My base query:
SELECT project_id name stories_produced on_date FROM project_prod WHERE on_date IN ('2017-03-01', '2017-06-10') ORDER BY project_id
It can get me these outputs:
Output example:
id name stories_produced on_date 1042 project 1 1001 (wanted) 2017-03-01 1042 project 1 1801 (wanted) 2017-06-10 1568 project 2 355 (wanted) 2017-06-10 1405 project 3 1 (not wanted) 2017-03-10 1405 project 3 1 (not wanted) 2017-06-10
Obs: There is a constraint on (id, on_date) meaning there can always be only one record of a project production on a specific date.
Duplicate records, that have the same id, and exist in both dates and have different production values (wanted)
Single records, that exists on only one of the dates (wanted)
The problem:*
Duplicate records, that have the same id, and exist in both dates and have equal production values (not wanted)

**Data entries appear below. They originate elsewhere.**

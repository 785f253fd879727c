use std::{
    fmt,
    sync::{
        Arc,
        atomic::{AtomicUsize, Ordering},
    },
};

use parking_lot::RwLock;

use crate::{
    Allocator, EmaBuffer, FieldRef, FreeFn, LangifError, MAX_GENERATION, MAX_INDEX,
    Metadata, PayloadView, Result, RustAllocator, free_allocated,
    record::{Body, Ownership, Payload, ValueRecord},
};

#[derive(Debug, Clone, Default)]
pub struct StoreCreateInfo {
    /// upper bound for runtime owned payload bytes
    pub max_bytes: Option<usize>,
    pub initial_slots: Option<usize>,
    /// how captured foreign memory is freed when `capture` gets no explicit function
    pub foreign_free: Option<FreeFn>,
}

#[derive(Debug)]
pub struct StoreSettings {
    pub max_bytes: usize,
    pub initial_slots: usize,
    pub foreign_free: FreeFn,
}

impl Default for StoreSettings {
    fn default() -> Self {
        Self {
            max_bytes: usize::MAX,
            initial_slots: 64,
            foreign_free: free_allocated,
        }
    }
}

#[derive(Debug, Default, Clone, Copy, PartialEq, Eq)]
pub struct StoreStats {
    pub live_records: usize,
    pub ema_bytes: usize,
    pub slots: usize,
}

struct Slot {
    generation: u32,
    record: Option<Arc<ValueRecord>>,
}

#[derive(Default)]
struct Table {
    slots: Vec<Slot>,
    free: Vec<u32>,
}

pub struct StoreShared {
    settings: StoreSettings,
    allocator: Box<dyn Allocator>,
    table: RwLock<Table>,
    bytes_in_use: AtomicUsize,
    live: AtomicUsize,
}

/// Process wide table of value records, shared by every dispatch handle.
#[derive(Clone)]
pub struct ValueStore {
    inner: Arc<StoreShared>,
}

pub(crate) enum Lookup {
    Live(Arc<ValueRecord>),
    Released,
    Unknown,
}

impl ValueStore {
    pub fn new(info: StoreCreateInfo) -> Self {
        Self::with_allocator(info, Box::new(RustAllocator))
    }

    pub fn with_allocator(info: StoreCreateInfo, allocator: Box<dyn Allocator>) -> Self {
        let mut settings = StoreSettings::default();
        info.max_bytes.inspect(|&val| settings.max_bytes = val);
        info.initial_slots.inspect(|&val| settings.initial_slots = val);
        info.foreign_free.inspect(|&val| settings.foreign_free = val);

        let table = Table {
            slots: Vec::with_capacity(settings.initial_slots),
            free: Vec::new(),
        };

        let shared = StoreShared {
            settings,
            allocator,
            table: RwLock::new(table),
            bytes_in_use: AtomicUsize::new(0),
            live: AtomicUsize::new(0),
        };
        Self {
            inner: Arc::new(shared),
        }
    }

    pub fn settings(&self) -> &StoreSettings {
        &self.inner.settings
    }

    pub fn stats(&self) -> StoreStats {
        StoreStats {
            live_records: self.inner.live.load(Ordering::Acquire),
            ema_bytes: self.inner.bytes_in_use.load(Ordering::Acquire),
            slots: self.inner.table.read().slots.len(),
        }
    }

    pub(crate) fn lookup(&self, r: FieldRef) -> Lookup {
        let table = self.inner.table.read();
        let Some(slot) = table.slots.get(r.index() as usize) else {
            return Lookup::Unknown;
        };
        // generations only grow, an older one was handed out and released before
        if r.generation() == 0 || r.generation() > slot.generation {
            return Lookup::Unknown;
        }
        if r.generation() < slot.generation {
            return Lookup::Released;
        }
        match &slot.record {
            Some(record) => Lookup::Live(record.clone()),
            None => Lookup::Released,
        }
    }

    /// The record behind a reference that still has at least one owner.
    pub(crate) fn live(&self, r: FieldRef) -> Result<Arc<ValueRecord>> {
        match self.lookup(r) {
            Lookup::Live(record) if record.refcount() > 0 => Ok(record),
            _ => Err(LangifError::InvalidReference(r)),
        }
    }

    pub(crate) fn insert(&self, record: ValueRecord) -> Result<FieldRef> {
        let record = Arc::new(record);
        let mut table = self.inner.table.write();

        let (index, generation) = if let Some(index) = table.free.pop() {
            let slot = &mut table.slots[index as usize];
            // only slots below the last generation are ever put on the free list
            slot.generation += 1;
            slot.record = Some(record);
            (index, slot.generation)
        } else {
            let index = table.slots.len();
            if index > MAX_INDEX as usize {
                drop(table);
                // SAFETY: the record was never published
                unsafe { self.inner.discard(&record) };
                return Err(LangifError::OutOfMemory { requested: 0 });
            }
            if index == table.slots.capacity() {
                log::debug!("value table grows past {index} slots");
            }
            table.slots.push(Slot {
                generation: 1,
                record: Some(record),
            });
            (index as u32, 1)
        };
        drop(table);

        self.inner.live.fetch_add(1, Ordering::AcqRel);
        let r = FieldRef::from_parts(index, generation);
        log::trace!("created {r}");
        Ok(r)
    }

    pub(crate) fn access(&self, r: FieldRef) -> Result<PayloadView> {
        let record = self.live(r)?;
        let view = record.lock_live(r)?.view();
        Ok(view)
    }

    pub(crate) fn with_payload<R>(&self, r: FieldRef, f: impl FnOnce(&mut [u8]) -> R) -> Result<R> {
        let record = self.live(r)?;
        let mut body = record.lock_live(r)?;
        Ok(f(body.bytes_mut()))
    }

    pub(crate) fn metadata(&self, r: FieldRef) -> Result<Metadata> {
        Ok(self.live(r)?.metadata())
    }

    pub(crate) fn refcount(&self, r: FieldRef) -> Result<usize> {
        Ok(self.live(r)?.refcount())
    }

    pub(crate) fn retain(&self, r: FieldRef) -> Result<FieldRef> {
        let record = self.live(r)?;
        if !record.retain() {
            return Err(LangifError::InvalidReference(r));
        }
        Ok(r)
    }

    pub(crate) fn release(&self, r: FieldRef) -> Result<()> {
        let record = match self.lookup(r) {
            Lookup::Live(record) => record,
            Lookup::Released => {
                log::warn!("double release of {r}");
                return Err(LangifError::DoubleRelease(r));
            }
            Lookup::Unknown => return Err(LangifError::InvalidReference(r)),
        };

        match record.release() {
            None => {
                log::warn!("double release of {r}");
                Err(LangifError::DoubleRelease(r))
            }
            Some(0) => {
                let body = self.unlink(r, &record);
                log::trace!("destroyed {r}");
                // SAFETY: unlinked, nobody can reach the payload through the table anymore
                unsafe { self.inner.free_body(body) };
                Ok(())
            }
            Some(_) => Ok(()),
        }
    }

    pub(crate) fn copyref(&self, r: FieldRef) -> Result<FieldRef> {
        let record = self.live(r)?;
        let body = record.lock_live(r)?;
        let size = body.size;
        let copy = self.allocate_buffer(size)?;
        if size > 0 {
            // SAFETY: both regions hold at least `size` bytes and are distinct allocations
            unsafe {
                std::ptr::copy_nonoverlapping(body.view().as_ptr(), copy.as_ptr(), size);
            }
        }
        drop(body);
        self.insert(ValueRecord::new(record.type_tag, Body::ema(size, copy)))
    }

    /// Drop the slot entry of a record whose count reached zero and hand its body back.
    pub(crate) fn unlink(&self, r: FieldRef, record: &Arc<ValueRecord>) -> Body {
        {
            let mut table = self.inner.table.write();
            let Table { slots, free } = &mut *table;
            let slot = &mut slots[r.index() as usize];
            let owned = slot
                .record
                .as_ref()
                .is_some_and(|current| Arc::ptr_eq(current, record));
            if owned && slot.generation == r.generation() {
                slot.record = None;
                if slot.generation < MAX_GENERATION {
                    free.push(r.index());
                } else {
                    log::debug!("retiring slot {} after its last generation", r.index());
                }
            }
        }
        self.inner.live.fetch_sub(1, Ordering::AcqRel);
        record.take_body()
    }

    pub(crate) fn allocate_buffer(&self, capacity: usize) -> Result<EmaBuffer> {
        self.inner.reserve(capacity)?;
        match EmaBuffer::allocate(self.inner.allocator.as_ref(), capacity) {
            Some(buffer) => Ok(buffer),
            None => {
                self.inner.unreserve(capacity);
                Err(LangifError::OutOfMemory {
                    requested: capacity,
                })
            }
        }
    }

    /// # Safety
    /// `buffer` must come from [`Self::allocate_buffer`] and be unreachable.
    pub(crate) unsafe fn free_buffer(&self, buffer: EmaBuffer) {
        // SAFETY: by contract
        unsafe { self.inner.free_buffer(buffer) };
    }
}

impl StoreShared {
    fn reserve(&self, bytes: usize) -> Result<()> {
        let max = self.settings.max_bytes;
        self.bytes_in_use
            .fetch_update(Ordering::AcqRel, Ordering::Acquire, |used| {
                used.checked_add(bytes).filter(|&total| total <= max)
            })
            .map(|_| ())
            .map_err(|_| LangifError::OutOfMemory { requested: bytes })
    }

    fn unreserve(&self, bytes: usize) {
        self.bytes_in_use.fetch_sub(bytes, Ordering::AcqRel);
    }

    unsafe fn free_buffer(&self, buffer: EmaBuffer) {
        let capacity = buffer.capacity();
        // SAFETY: every buffer is allocated from `self.allocator`
        unsafe { buffer.free(self.allocator.as_ref()) };
        self.unreserve(capacity);
    }

    /// Final destruction of a body, per strategy.
    unsafe fn free_body(&self, body: Body) {
        match body.payload {
            // SAFETY: unreachable by contract
            Payload::Ema(buffer) => unsafe { self.free_buffer(buffer) },
            Payload::Lma {
                ownership: Ownership::Wrapped,
                ..
            } => {}
            Payload::Lma {
                data,
                ownership: Ownership::Captured(free),
            } => {
                // SAFETY: the store took ownership in capture
                unsafe { free(data) };
            }
        }
    }

    /// Undo a record that never made it into the table. Captured memory stays
    /// with the caller since the transfer did not happen.
    unsafe fn discard(&self, record: &ValueRecord) {
        if let Payload::Ema(buffer) = record.take_body().payload {
            // SAFETY: by contract
            unsafe { self.free_buffer(buffer) };
        }
    }
}

impl Drop for StoreShared {
    fn drop(&mut self) {
        let table = std::mem::take(self.table.get_mut());
        let mut leaked = 0;
        for record in table.slots.into_iter().filter_map(|slot| slot.record) {
            leaked += 1;
            let body = record.take_body();
            // SAFETY: the store is going away, no handle can reach this anymore
            unsafe { self.free_body(body) };
        }
        if leaked > 0 {
            log::warn!("value store dropped with {leaked} live records");
        }
    }
}

impl fmt::Debug for ValueStore {
    fn fmt(&self, f: &mut fmt::Formatter<'_>) -> fmt::Result {
        f.debug_struct("ValueStore")
            .field("settings", &self.inner.settings)
            .field("stats", &self.stats())
            .finish()
    }
}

My current query, that need change
select project_id name CASE WHEN max(stories_produced) - min(stories_produced) = 0 THEN max(stories_produced) ELSE max(stories_produced) - min(stories_produced) END AS 'stories_produced' from project_prod WHERE on_date IN ('2017-03-01', '2017-06-10') group by project_id;
output example:
id name stories_produced 1042 project 1 800 (wanted) 1568 project 2 355 (wanted) 1405 project 3 1 (not wanted)
The CASE is currently not taking care of the third constraint (Duplicate records, that have the same id, and exist in both dates and have EQUAL production values (not wanted))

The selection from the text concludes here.